Introduction de la lecture du 27 mai 2015 par Carla Demierre :

Photographie, art et écriture, c’est l’ordre dans lequel les choses se sont présentées à Marcelline Delbecq avant de se constituer en une pratique singulière, une sorte de littérature d’art. Les formes variées de ses oeuvres (pièces sonores, installations, photographies, performances et livres) visent toujours un équilibre entre écriture, image, et voix. L’adaptation pourrait en être un des principes moteur, renvoyant à un lien entre cinéma et littérature, autant qu’à la salle obscure via l’oeil, et sa capacité d’accommodation à la lumière.
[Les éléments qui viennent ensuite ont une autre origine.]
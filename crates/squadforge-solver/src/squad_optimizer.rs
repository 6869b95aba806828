//! Optimal selection of a single squad.
//!
//! One binary variable per (player, role) pair with a positive score. The
//! objective is the total score of the selection, subject to:
//!
//! 1. each player fills at most one role
//! 2. each role gets at least one player
//! 3. each role gets at most its headcount
//! 4. at least the total headcount is selected
//! 5. optionally, the selected players' mean age stays within a bound
//!
//! Constraints 1-4 force exactly the total headcount, so the age constraint is
//! the linear budget `sum(age) <= bound * total headcount`. A player without a
//! recorded age is charged the bound itself and leaves the mean unchanged.

use squadforge_core::{Formation, PlayerRecord, Pool, Result, SelectionError, Squad, SquadMember};
use tracing::info;

use crate::branch_and_bound::BranchAndBound;
use crate::model::{AssignmentModel, ModelConstraint};
use crate::optimizer::{Assignment, Optimizer, SolveError};
use crate::silence::SilenceGuard;

/// Upper bound on the mean age of a selected squad.
#[derive(Debug, Clone, Copy, PartialEq)]
pub struct MeanAgeLimit(pub f64);

impl MeanAgeLimit {
    pub fn new(bound: f64) -> Self {
        Self(bound)
    }

    pub fn bound(self) -> f64 {
        self.0
    }
}

/// Builds and solves the selection model for one squad.
///
/// # Example
///
/// ```
/// use squadforge_core::{Formation, PlayerRecord, Pool};
/// use squadforge_solver::SquadOptimizer;
///
/// let pool = Pool::new(vec![
///     PlayerRecord::new("A").with_metric("gkd", 10.0),
///     PlayerRecord::new("B").with_metric("cdd", 12.0),
///     PlayerRecord::new("C").with_metric("cdd", 8.0),
/// ]);
/// let formation = Formation::new([("gkd", 1), ("cdd", 1)]).unwrap();
///
/// let squad = SquadOptimizer::default().select(&pool, &formation, None).unwrap();
/// assert_eq!(squad.objective(), 22.0);
/// assert_eq!(squad.role_of("B"), Some("cdd"));
/// assert!(!squad.contains("C"));
/// ```
#[derive(Debug, Clone)]
pub struct SquadOptimizer<O = BranchAndBound> {
    backend: O,
    quiet: bool,
}

impl Default for SquadOptimizer {
    fn default() -> Self {
        Self::new(BranchAndBound::default())
    }
}

impl<O: Optimizer> SquadOptimizer<O> {
    /// Creates an optimizer around `backend`. Backend logging is silenced by default.
    pub fn new(backend: O) -> Self {
        Self {
            backend,
            quiet: true,
        }
    }

    pub fn with_quiet(mut self, quiet: bool) -> Self {
        self.quiet = quiet;
        self
    }

    pub fn is_quiet(&self) -> bool {
        self.quiet
    }

    pub fn backend(&self) -> &O {
        &self.backend
    }

    /// Builds the assignment model: candidates in pool order, slots in
    /// formation order.
    pub fn build_model(
        &self,
        pool: &Pool,
        formation: &Formation,
        age_limit: Option<MeanAgeLimit>,
    ) -> AssignmentModel {
        let roles: Vec<&str> = formation.roles().collect();
        let mut model = AssignmentModel::new(formation.to_string(), roles.len());

        for player in pool {
            model.add_candidate(roles.iter().map(|role| eligible_score(player, role)).collect());
        }

        model.add_constraint(ModelConstraint::ExclusiveCandidates);
        for (slot, entry) in formation.slots().iter().enumerate() {
            model.add_constraint(ModelConstraint::SlotCount {
                slot,
                min: 1,
                max: entry.headcount as usize,
            });
        }
        let total = formation.total_headcount() as usize;
        model.add_constraint(ModelConstraint::TotalAtLeast { min: total });

        if let Some(limit) = age_limit {
            model.add_constraint(ModelConstraint::WeightBudget {
                name: "age".to_string(),
                weights: pool
                    .iter()
                    .map(|p| p.known_age().unwrap_or(limit.bound()))
                    .collect(),
                limit: limit.bound() * total as f64,
            });
        }
        model
    }

    /// Selects the highest-scoring squad for `formation` from `pool`.
    ///
    /// # Errors
    ///
    /// - [`SelectionError::Infeasible`] when no selection satisfies every constraint
    /// - [`SelectionError::Aborted`] when the backend ran out of budget
    /// - [`SelectionError::Solver`] when the backend failed or returned an
    ///   assignment that violates the model
    pub fn select(
        &self,
        pool: &Pool,
        formation: &Formation,
        age_limit: Option<MeanAgeLimit>,
    ) -> Result<Squad> {
        info!(
            event = "select_start",
            backend = self.backend.name(),
            player_count = pool.len(),
            role_count = formation.len(),
            headcount = formation.total_headcount(),
            mean_age_limit = age_limit.map(MeanAgeLimit::bound),
        );

        check_coverage(pool, formation)?;

        let model = self.build_model(pool, formation, age_limit);
        let solved = {
            let _quiet = SilenceGuard::acquire_if(self.quiet);
            self.backend.solve(&model)
        };
        let assignment = solved.map_err(|err| match err {
            SolveError::Infeasible => SelectionError::Infeasible(describe_infeasible(formation, age_limit)),
            other => other.into(),
        })?;

        let violations = model.violations(&assignment.slots);
        if !violations.is_empty() {
            return Err(SelectionError::Solver(format!(
                "{} returned an assignment violating: {}",
                self.backend.name(),
                violations.join(", ")
            )));
        }

        let squad = build_squad(pool, formation, &model, &assignment);
        info!(
            event = "select_end",
            objective = squad.objective(),
            selected = squad.len(),
            nodes = assignment.nodes_explored,
        );
        Ok(squad)
    }
}

/// Score that makes a decision variable exist: positive and finite.
fn eligible_score(player: &PlayerRecord, role: &str) -> Option<f64> {
    let score = player.role_score(role);
    (score > 0.0 && score.is_finite()).then_some(score)
}

/// Fails fast when some role cannot reach its headcount.
fn check_coverage(pool: &Pool, formation: &Formation) -> Result<()> {
    for entry in formation.slots() {
        let eligible = pool
            .iter()
            .filter(|p| eligible_score(p, &entry.role).is_some())
            .count();
        if eligible == 0 {
            return Err(SelectionError::Infeasible(format!(
                "no eligible player for role '{}'",
                entry.role
            )));
        }
        if eligible < entry.headcount as usize {
            return Err(SelectionError::Infeasible(format!(
                "role '{}' needs {} players but only {} are eligible",
                entry.role, entry.headcount, eligible
            )));
        }
    }
    Ok(())
}

fn describe_infeasible(formation: &Formation, age_limit: Option<MeanAgeLimit>) -> String {
    match age_limit {
        Some(limit) => format!(
            "no selection fills {} with mean age <= {}",
            formation,
            limit.bound()
        ),
        None => format!("no selection fills {}", formation),
    }
}

/// Members in formation order, then pool order.
fn build_squad(pool: &Pool, formation: &Formation, model: &AssignmentModel, assignment: &Assignment) -> Squad {
    let mut members = Vec::with_capacity(assignment.assigned_count());
    for (slot, entry) in formation.slots().iter().enumerate() {
        for candidate in assignment.candidates_in(slot) {
            members.push(SquadMember {
                name: pool.players()[candidate].name().to_string(),
                role: entry.role.clone(),
                score: model.coefficient(candidate, slot).unwrap_or(0.0),
            });
        }
    }
    Squad::new(members, model.objective_value(&assignment.slots))
}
Les pièces de Marcelline Delbecq sont des oeuvres de fiction, et en tant que telles elles nous plongent dans des récits qu’elle échafaude par des jeux multiples qui séparent le son du corps, et le mot de l’image. Ceci pour le régime narratif particulier à ces oeuvres, quelque part entre le silencieux de la littérature et le sonore du cinéma.
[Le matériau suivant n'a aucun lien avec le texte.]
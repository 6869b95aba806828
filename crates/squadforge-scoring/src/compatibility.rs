//! Role/position compatibility filtering.
//!
//! A role score survives only when the role's generic category is one the
//! player can actually play according to their position text. Unknown and
//! unmapped roles never survive.

use rayon::prelude::*;
use squadforge_core::{AllowedPositionSet, Formation, PlayerRecord, Pool, RoleCatalog};
use tracing::{info, warn};

/// Zeroes role scores incompatible with each player's real positions.
#[derive(Debug, Clone)]
pub struct RoleCompatibilityFilter {
    roles: Vec<String>,
}

impl RoleCompatibilityFilter {
    pub fn new<I, S>(roles: I) -> Self
    where
        I: IntoIterator<Item = S>,
        S: Into<String>,
    {
        Self {
            roles: roles.into_iter().map(Into::into).collect(),
        }
    }

    /// Filters exactly the roles of a formation.
    pub fn for_formation(formation: &Formation) -> Self {
        Self::new(formation.roles())
    }

    pub fn roles(&self) -> &[String] {
        &self.roles
    }

    /// Returns a new pool with incompatible role scores zeroed.
    pub fn apply(&self, pool: &Pool) -> Pool {
        restrict(pool, &self.roles)
    }
}

/// Zeroes, for every player, each listed role whose category the player
/// cannot occupy.
///
/// Position text with no extractable token is logged and treated as allowing
/// nothing, so every listed role is zeroed for that player.
pub fn restrict<S: AsRef<str> + Sync>(pool: &Pool, roles: &[S]) -> Pool {
    let (players, zeroed): (Vec<PlayerRecord>, Vec<usize>) = pool
        .players()
        .par_iter()
        .map(|player| restrict_player(player, roles))
        .unzip();

    info!(
        event = "restrict",
        player_count = players.len(),
        role_count = roles.len(),
        zeroed = zeroed.iter().sum::<usize>(),
    );

    Pool::from_parts(players, pool.columns().clone())
}

fn restrict_player<S: AsRef<str>>(player: &PlayerRecord, roles: &[S]) -> (PlayerRecord, usize) {
    let allowed = AllowedPositionSet::parse(player.position()).unwrap_or_else(|err| {
        warn!(event = "malformed_position", player = player.name(), error = %err);
        AllowedPositionSet::default()
    });

    let mut out = player.clone();
    let mut zeroed = 0;
    for role in roles {
        let role = role.as_ref();
        let compatible = RoleCatalog::category(role).is_some_and(|c| allowed.allows(c));
        if compatible {
            continue;
        }
        if let Some(score) = player.metric(role) {
            out.set_metric(role, 0.0);
            if score != 0.0 {
                zeroed += 1;
            }
        }
    }
    (out, zeroed)
}

#[cfg(test)]
mod tests {
    use super::*;
    use squadforge_test::{formation, pool, scored_player};

    #[test]
    fn test_striker_role_zeroed_for_defensive_midfielder() {
        let source = pool(vec![scored_player(
            "A",
            26.0,
            "DM (R)",
            &[("cfa", 18.0), ("dmd", 12.0)],
        )]);
        let result = restrict(&source, &["cfa", "dmd"]);
        let a = result.get("A").unwrap();
        assert_eq!(a.role_score("cfa"), 0.0);
        assert_eq!(a.role_score("dmd"), 12.0);
        assert_eq!(source.get("A").unwrap().role_score("cfa"), 18.0);
    }

    #[test]
    fn test_only_listed_roles_are_touched() {
        let source = pool(vec![scored_player("A", 26.0, "GK", &[("cfa", 11.0), ("gkd", 14.0)])]);
        let result = restrict(&source, &["gkd"]);
        assert_eq!(result.get("A").unwrap().role_score("cfa"), 11.0);
        assert_eq!(result.get("A").unwrap().role_score("gkd"), 14.0);
    }

    #[test]
    fn test_multi_position_player() {
        let source = pool(vec![scored_player(
            "A",
            26.0,
            "AM/DM (L/C)",
            &[("ams", 13.0), ("dms", 12.5), ("cma", 12.8), ("wba", 11.0)],
        )]);
        let result = RoleCompatibilityFilter::new(["ams", "dms", "cma", "wba"]).apply(&source);
        let a = result.get("A").unwrap();
        assert_eq!(a.role_score("ams"), 13.0);
        assert_eq!(a.role_score("dms"), 12.5);
        assert_eq!(a.role_score("cma"), 0.0);
        assert_eq!(a.role_score("wba"), 0.0);
    }

    #[test]
    fn test_unmapped_and_unknown_roles_zeroed() {
        let source = pool(vec![scored_player(
            "A",
            26.0,
            "M (C)",
            &[("wma", 14.0), ("mystery", 14.0)],
        )]);
        let result = restrict(&source, &["wma", "mystery"]);
        assert_eq!(result.get("A").unwrap().role_score("wma"), 0.0);
        assert_eq!(result.get("A").unwrap().role_score("mystery"), 0.0);
    }

    #[test]
    fn test_malformed_position_zeroes_every_role() {
        let source = pool(vec![scored_player("A", 26.0, "", &[("gkd", 14.0), ("cdd", 13.0)])]);
        let result = restrict(&source, &["gkd", "cdd"]);
        assert_eq!(result.get("A").unwrap().role_score("gkd"), 0.0);
        assert_eq!(result.get("A").unwrap().role_score("cdd"), 0.0);
    }

    #[test]
    fn test_for_formation_uses_formation_roles() {
        let filter = RoleCompatibilityFilter::for_formation(&formation(&[("gkd", 1), ("afa", 1)]));
        assert_eq!(filter.roles(), ["gkd".to_string(), "afa".to_string()]);
    }
}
Parce que les images bougent peu, que les voix produisent plus d’écho qu’elles n’appellent de réponse, et qu’une légère désynchronisation règne parmi les sous-titre, la lecture hors-champ, les pages, les trames et les images, ces dispositifs de lecture font aussi de nous qui sommes là à écouter/voir, des sortes d’opérateurs, et parfois des personnages de lecteur silencieux dans l’esprit desquels on aurait introduit une récitante.

Sur la voix narrative repose l’essentiel du travail de la fiction. Celui qui compose avec la dissémination, les flash, les boucles de sens, qui fait défiler tout ça comme un paysage de l’autre côté d’une vitre, sous la forme de scénarios de pensée.
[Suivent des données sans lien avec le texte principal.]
//! Tron native-staking validator (spec.md §4.6).

use crate::chain::DecodedTx;
use crate::chain::tron::{ContractType, TronTransaction, addresses_match};
use crate::error::ValidatorError;
use crate::types::{OperationKind, TronResource, ValidationArgs, ValidationContext};

const SUPPORTED_OPS: [OperationKind; 11] = [
    OperationKind::Vote,
    OperationKind::FreezeBandwidth,
    OperationKind::FreezeEnergy,
    OperationKind::UnfreezeBandwidth,
    OperationKind::UnfreezeEnergy,
    OperationKind::UndelegateBandwidth,
    OperationKind::UndelegateEnergy,
    OperationKind::UnfreezeLegacyBandwidth,
    OperationKind::UnfreezeLegacyEnergy,
    OperationKind::Withdraw,
    OperationKind::ClaimRewards,
];

/// Validates vote/freeze/unfreeze/undelegate/withdraw transactions against Tron's resource contracts.
#[derive(Debug, Clone, Copy, Default)]
pub struct TronStakeValidator;

impl TronStakeValidator {
    pub fn supported_ops(&self) -> &'static [OperationKind] {
        &SUPPORTED_OPS
    }

    pub fn validate(
        &self,
        tx: &DecodedTx,
        op: OperationKind,
        user_address: &str,
        args: &ValidationArgs,
        _ctx: &ValidationContext,
    ) -> Result<(), ValidatorError> {
        let tron = tx
            .as_tron()
            .ok_or_else(|| ValidatorError::new("expected a Tron transaction"))?;
        match op {
            OperationKind::Vote => validate_vote(tron, user_address, args),
            OperationKind::FreezeBandwidth => {
                validate_resource_op(tron, user_address, ContractType::FreezeBalanceV2Contract, TronResource::Bandwidth, "frozen_balance")
            }
            OperationKind::FreezeEnergy => {
                validate_resource_op(tron, user_address, ContractType::FreezeBalanceV2Contract, TronResource::Energy, "frozen_balance")
            }
            OperationKind::UnfreezeBandwidth => {
                validate_resource_op(tron, user_address, ContractType::UnfreezeBalanceV2Contract, TronResource::Bandwidth, "unfreeze_balance")
            }
            OperationKind::UnfreezeEnergy => {
                validate_resource_op(tron, user_address, ContractType::UnfreezeBalanceV2Contract, TronResource::Energy, "unfreeze_balance")
            }
            OperationKind::UndelegateBandwidth => {
                validate_resource_op(tron, user_address, ContractType::UnDelegateResourceContract, TronResource::Bandwidth, "balance")
            }
            OperationKind::UndelegateEnergy => {
                validate_resource_op(tron, user_address, ContractType::UnDelegateResourceContract, TronResource::Energy, "balance")
            }
            OperationKind::UnfreezeLegacyBandwidth => {
                validate_legacy_unfreeze(tron, user_address, TronResource::Bandwidth)
            }
            OperationKind::UnfreezeLegacyEnergy => {
                validate_legacy_unfreeze(tron, user_address, TronResource::Energy)
            }
            OperationKind::Withdraw => {
                validate_owner_only(tron, user_address, ContractType::WithdrawExpireUnfreezeContract)
            }
            OperationKind::ClaimRewards => {
                validate_owner_only(tron, user_address, ContractType::WithdrawBalanceContract)
            }
            _ => Err(ValidatorError::new("operation not supported by this validator")),
        }
    }
}

fn owner_matches(tron: &TronTransaction, user: &str) -> Result<(), ValidatorError> {
    let owner = tron
        .owner_address
        .as_deref()
        .ok_or_else(|| ValidatorError::new("transaction is missing owner_address"))?;
    if !addresses_match(owner, user) {
        return Err(ValidatorError::new("owner_address does not match user address"));
    }
    Ok(())
}

fn validate_vote(tron: &TronTransaction, user: &str, args: &ValidationArgs) -> Result<(), ValidatorError> {
    if tron.contract_type != ContractType::VoteWitnessContract {
        return Err(ValidatorError::new("contract type is not VoteWitnessContract"));
    }
    owner_matches(tron, user)?;
    if tron.votes.is_empty() || tron.votes.len() > 30 {
        return Err(ValidatorError::new("vote count must be between 1 and 30"));
    }
    let mut total = 0.0;
    for vote in &tron.votes {
        if bs58::decode(&vote.vote_address).into_vec().is_err() {
            return Err(ValidatorError::new("vote contains an invalid base58 address"));
        }
        if vote.vote_count.floor() <= 0.0 {
            return Err(ValidatorError::new("each vote must have a positive vote_count"));
        }
        total += vote.vote_count;
    }
    if total <= 0.0 {
        return Err(ValidatorError::new("sum of vote_count must be positive"));
    }
    let hinted: Option<Vec<&String>> = args
        .validator_addresses
        .as_ref()
        .map(|v| v.iter().collect())
        .or_else(|| args.validator_address.as_ref().map(|a| vec![a]));
    if let Some(hinted) = hinted {
        if hinted.len() != tron.votes.len() {
            return Err(ValidatorError::new("validator_addresses does not match the set of vote addresses"));
        }
        for addr in &hinted {
            if !tron.votes.iter().any(|v| addresses_match(&v.vote_address, addr)) {
                return Err(ValidatorError::new("validator_addresses does not match the set of vote addresses"));
            }
        }
    }
    Ok(())
}

fn resolve_resource(tron: &TronTransaction, expected: TronResource) -> Result<(), ValidatorError> {
    match tron.resource {
        Some(actual) if actual == expected => Ok(()),
        Some(_) => Err(ValidatorError::new("resource field does not match the requested operation")),
        None => Err(ValidatorError::new("resource field is not a recognized value")),
    }
}

fn validate_resource_op(
    tron: &TronTransaction,
    user: &str,
    contract_type: ContractType,
    resource: TronResource,
    field: &str,
) -> Result<(), ValidatorError> {
    if tron.contract_type != contract_type {
        return Err(ValidatorError::new(format!("contract type is not {contract_type:?}")));
    }
    owner_matches(tron, user)?;
    resolve_resource(tron, resource)?;
    let present = match field {
        "frozen_balance" => tron.frozen_balance.is_some(),
        "unfreeze_balance" => tron.unfreeze_balance.is_some(),
        "balance" => tron.balance.is_some(),
        _ => false,
    };
    if !present {
        return Err(ValidatorError::new(format!("transaction is missing {field}")));
    }
    Ok(())
}

fn validate_legacy_unfreeze(tron: &TronTransaction, user: &str, resource: TronResource) -> Result<(), ValidatorError> {
    if tron.contract_type != ContractType::UnfreezeBalanceContract {
        return Err(ValidatorError::new("contract type is not UnfreezeBalanceContract"));
    }
    owner_matches(tron, user)?;
    resolve_resource(tron, resource)?;
    Ok(())
}

fn validate_owner_only(tron: &TronTransaction, user: &str, contract_type: ContractType) -> Result<(), ValidatorError> {
    if tron.contract_type != contract_type {
        return Err(ValidatorError::new(format!("contract type is not {contract_type:?}")));
    }
    owner_matches(tron, user)?;
    Ok(())
}

#[cfg(test)]
mod tests {
    use super::*;
    use crate::chain::tron;

    fn vote_tx(owner_hex: &str, vote_address: &str, vote_count: f64) -> TronTransaction {
        TronTransaction {
            contract_type: ContractType::VoteWitnessContract,
            owner_address: Some(owner_hex.to_string()),
            votes: vec![tron::Vote {
                vote_address: vote_address.to_string(),
                vote_count,
            }],
            resource: Some(TronResource::Bandwidth),
            frozen_balance: None,
            unfreeze_balance: None,
            balance: None,
            raw_value: serde_json::Value::Null,
        }
    }

    #[test]
    fn vote_with_wrong_owner_is_blocked() {
        let owner_hex = "41aabbccddeeff00112233445566778899aabbccdd";
        let owner_base58 = tron::hex_to_base58(owner_hex).unwrap();
        let other_user = "41112233445566778899aabbccddeeff001122334";
        let tx = vote_tx(owner_hex, "41112233445566778899aabbccddeeff001122334", 5.0);
        let other_base58 = tron::hex_to_base58(other_user).unwrap();
        assert_ne!(owner_base58, other_base58);
        let err = validate_vote(&tx, &other_base58, &ValidationArgs::default()).unwrap_err();
        assert!(err.reason.contains("does not match user address"));
    }

    #[test]
    fn freeze_defaults_to_bandwidth_and_requires_owner() {
        let owner_hex = "41aabbccddeeff00112233445566778899aabbccdd";
        let owner_base58 = tron::hex_to_base58(owner_hex).unwrap();
        let tx = TronTransaction {
            contract_type: ContractType::FreezeBalanceV2Contract,
            owner_address: Some(owner_hex.to_string()),
            votes: vec![],
            resource: Some(TronResource::Bandwidth),
            frozen_balance: Some(serde_json::json!(1_000_000)),
            unfreeze_balance: None,
            balance: None,
            raw_value: serde_json::Value::Null,
        };
        let result = validate_resource_op(
            &tx,
            &owner_base58,
            ContractType::FreezeBalanceV2Contract,
            TronResource::Bandwidth,
            "frozen_balance",
        );
        assert!(result.is_ok());
    }
}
Il me reste, après cette brève tentative descriptive, et avant de céder la parole à Marcelline Delbecq, à vous recommander la lecture de ses livres. J’en citerai deux.

Il y a Paréidolie, paru en 2011 dans la collection Fiction à l’oeuvre des éditions Mix. Il s’agit d’un texte conçu à partir d’une oeuvre de Robert Barry, dont la première phrase qui succède à la vue d’une route à l’endroit d’un virage entre deux forêts, décrit très exactement le mode sur lequel le texte va se dérouler: «La route tourne et au-delà du virage, rien à voir, il n’y a rien à voir, personne n’a rien vu, la voiture s’est arrêtée avant.»

La route, sans même avoir à prendre trop de raccourcis, c’est évidemment l’Amérique. On la retrouve dans West, un projet de roman en court d’écriture qui a déjà donné des installations sonores, des lectures et un livre. Ce dernier est paru en 2013 dans la collection «faux raccord», édité par Le Gac press et l’école des beaux arts d’Angers. Le livre réunit des fragments de ce roman en douze chapitres composées à partir d’autant de photographies de grands espaces américains. Son titre West renvoie à la figure de Nathanael West, écrivain et scénariste mythique et américain, dont un narrateur tente de reconstituer l’histoire. Mais il renvoie aussi à un rapport entre l’Ouest (sa conquête, sa construction) et la Fiction, sans doute à l’origine des idées de récit-route et de continent-narratif qui travaillent nombre d’entre nous.